AppRegistry - Tracking Application Resources
AWS Service Catalog AppRegistry (now branded as AWS Systems Manager Application Manager in some contexts) lets you define application groupings - logical containers that associate AWS resources and CloudFormation stacks with a specific application.
This addresses a key operational challenge: in a large AWS account, it's difficult to know which resources belong to which application. AppRegistry creates application-level views for cost allocation, compliance, and operational management.
| Feature | Value |
|---|---|
| Application definition | Group CloudFormation stacks, resources, and tags under one application entity |
| Attribute groups | Attach structured metadata (team, compliance requirements, business unit) to applications |
| Cost allocation | View costs by application using the application tag propagated to all resources |
| Integration with Insights | Application-level health, compliance status, and operational metrics |
AppRegistry is often overlooked but becomes critical at scale. When you have 200 EC2 instances and 50 RDS databases across 3 accounts, application grouping is the only way to make cost allocation and incident impact analysis tractable.

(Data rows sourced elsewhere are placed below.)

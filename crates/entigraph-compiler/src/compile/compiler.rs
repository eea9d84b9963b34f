//! Compiler state and entry point.

use std::collections::{HashMap, HashSet};

use entigraph_core::{Schema, TypeId, TypeRegistry};
use indexmap::IndexMap;

use super::nodes::{NodeHandle, NodeStore};
use super::resolve::NameAllocator;
use super::{Config, Variant};
use crate::declare::{Catalog, DeclId, Declaration, Namespace};
use crate::{Error, Result};

/// Names that seed the schema roots.
pub const ROOT_NAMES: [&str; 3] = ["Query", "Mutation", "Subscription"];

/// Pending unit of work: compile `decl` as node `name` under `variant`.
#[derive(Clone, Debug)]
pub(super) struct QueueEntry {
    pub(super) decl: DeclId,
    pub(super) name: String,
    pub(super) variant: Variant,
}

/// All declarations registered under one logical name.
#[derive(Debug, Default)]
pub(super) struct Bundle {
    pub(super) members: Vec<DeclId>,
    /// Whether the bundle was already queued, per variant.
    pub(super) scheduled: [bool; 3],
}

/// Per-run compiler state.
///
/// One instance compiles one schema; `compile` consumes it.
pub struct Compiler<'a> {
    pub(super) catalog: &'a Catalog,
    pub(super) config: &'a Config,
    pub(super) registry: TypeRegistry,
    pub(super) nodes: NodeStore,
    /// Worklist, read by `cursor` while it grows.
    pub(super) queue: Vec<QueueEntry>,
    pub(super) cursor: usize,
    pub(super) bundles: IndexMap<String, Bundle>,
    /// Declarations already queued, per variant.
    pub(super) scheduled: [HashSet<DeclId>; 3],
    pub(super) names: NameAllocator,
    /// Names given to inline declarations, reused on later references.
    pub(super) inline_names: HashMap<(DeclId, Variant), String>,
    /// Compiled unions by declaration.
    pub(super) unions: HashMap<DeclId, TypeId>,
}

impl<'a> Compiler<'a> {
    pub fn new(catalog: &'a Catalog, config: &'a Config) -> Self {
        Self {
            catalog,
            config,
            registry: TypeRegistry::new(),
            nodes: NodeStore::new(),
            queue: Vec::new(),
            cursor: 0,
            bundles: IndexMap::new(),
            scheduled: Default::default(),
            names: NameAllocator::new(),
            inline_names: HashMap::new(),
            unions: HashMap::new(),
        }
    }

    /// Compile every entity reachable from the roots of `namespaces`.
    pub fn compile(mut self, namespaces: &[Namespace]) -> Result<Schema> {
        let span = tracing::debug_span!(
            "compile_schema",
            namespaces = namespaces.len(),
            declarations = self.catalog.len()
        );
        let _guard = span.enter();

        self.prescan(namespaces)?;
        self.drain()?;
        self.finish()
    }

    pub(super) fn declaration(&self, id: DeclId) -> Result<&'a Declaration> {
        self.catalog.get(id).ok_or(Error::UnknownDeclaration(id))
    }

    pub(super) fn enqueue(&mut self, decl: DeclId, name: String, variant: Variant) {
        tracing::debug!(name = %name, variant = ?variant, "entity scheduled");
        self.queue.push(QueueEntry {
            decl,
            name,
            variant,
        });
    }

    fn finish(self) -> Result<Schema> {
        if !self.config.allow_empty_types {
            for (name, node) in self.nodes.iter() {
                if node.type_id().is_some() && node.field_count(&self.registry) == 0 {
                    return Err(Error::EmptyType(name.to_owned()));
                }
            }
        }

        let root = |name: &str| match self.nodes.get(name) {
            Some(NodeHandle::Object(id)) => Some(id),
            _ => None,
        };
        let (query, mutation, subscription) =
            (root("Query"), root("Mutation"), root("Subscription"));

        tracing::info!(
            nodes = self.nodes.len(),
            types = self.registry.len(),
            processed = self.queue.len(),
            "schema compiled"
        );

        Ok(Schema::new(self.registry)
            .with_query(query)
            .with_mutation(mutation)
            .with_subscription(subscription))
    }
}
//! Configuration for SDL printing.

use crate::Colors;

/// Configuration for SDL printing.
#[derive(Clone, Debug)]
pub struct Config {
    /// Whether to print type and field descriptions
    pub(crate) descriptions: bool,
    /// Color configuration for output
    pub(crate) colors: Colors,
}

impl Default for Config {
    fn default() -> Self {
        Self {
            descriptions: true,
            colors: Colors::OFF,
        }
    }
}

impl Config {
    pub fn new() -> Self {
        Self::default()
    }

    /// Set whether to print descriptions.
    pub fn descriptions(mut self, value: bool) -> Self {
        self.descriptions = value;
        self
    }

    /// Set whether to use colored output.
    pub fn colored(mut self, enabled: bool) -> Self {
        self.colors = Colors::new(enabled);
        self
    }
}
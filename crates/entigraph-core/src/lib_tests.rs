use crate::{Colors, RegistryError, Schema, TYPE_INT, TypeId, TypeRegistry};

#[test]
fn colors_toggle() {
    assert!(Colors::new(true).is_enabled());
    assert!(!Colors::new(false).is_enabled());
    assert_eq!(Colors::default(), Colors::OFF);
}

#[test]
fn colors_paint() {
    let on = Colors::ON;
    assert_eq!(on.paint(on.keyword, "type"), "\x1b[35mtype\x1b[0m");
    assert_eq!(Colors::OFF.paint(Colors::OFF.keyword, "type"), "type");
}

#[test]
fn registry_error_messages() {
    let err = RegistryError::DuplicateType {
        name: "User".to_string(),
    };
    assert_eq!(err.to_string(), "type name already in use: User");

    let err = RegistryError::UnknownType(TypeId(42));
    assert_eq!(err.to_string(), "unknown type id: TypeId(42)");
}

#[test]
fn schema_roots_in_conventional_order() {
    let mut registry = TypeRegistry::new();
    let query = registry.add_object("Query", None).unwrap();
    let subscription = registry.add_object("Subscription", None).unwrap();

    let schema = Schema::new(registry)
        .with_query(Some(query))
        .with_subscription(Some(subscription));

    let roots: Vec<_> = schema.roots().collect();
    assert_eq!(roots, vec![("Query", query), ("Subscription", subscription)]);
    assert_eq!(schema.mutation(), None);
    assert!(schema.object("Query").is_some());
    assert!(schema.object("Int").is_none());
    assert_eq!(schema.registry().name(TYPE_INT), Some("Int"));
}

Portfolio Sharing Across AWS Organizations
Service Catalog integrates with AWS Organizations to share portfolios across all accounts in an organization without manually sharing to each account. This is how platform teams publish approved infrastructure products to development teams organization-wide.
# Share a portfolio with the entire organization
aws servicecatalog create-portfolio-share \
--portfolio-id port-xxxxxxxxxx \
--organization-node "{\"Type\": \"ORGANIZATION\", \"Value\": \"o-xxxxxxxxxxxx\"}" \
--share-tag-options
# In a member account, list portfolios shared from the management account
aws servicecatalog list-accepted-portfolio-shares
# Accept an imported portfolio in a member account
aws servicecatalog accept-portfolio-share \
--portfolio-id port-xxxxxxxxxxWhen portfolio sharing is combined with IAM Identity Center permission sets, you can grant developers in any account access to self-service deploy approved infrastructure patterns from a central portfolio, with all deployments governed by launch constraints and template constraints defined centrally.
Interview Focus Points
- 1What is a launch constraint in Service Catalog and why is it more secure than giving developers direct CloudFormation permissions?
- 2How do template constraints differ from launch constraints - what does each control?
- 3How would you use Service Catalog to standardize database provisioning across 50 developer teams?
- 4How does Service Catalog portfolio sharing work with AWS Organizations?
- 5What is AppRegistry and how does it help with cost allocation in a large multi-account environment?
- 6Compare Service Catalog to just giving developers CloudFormation access - what does Service Catalog add?
- 7How does product versioning work in Service Catalog and how do end users migrate to new versions?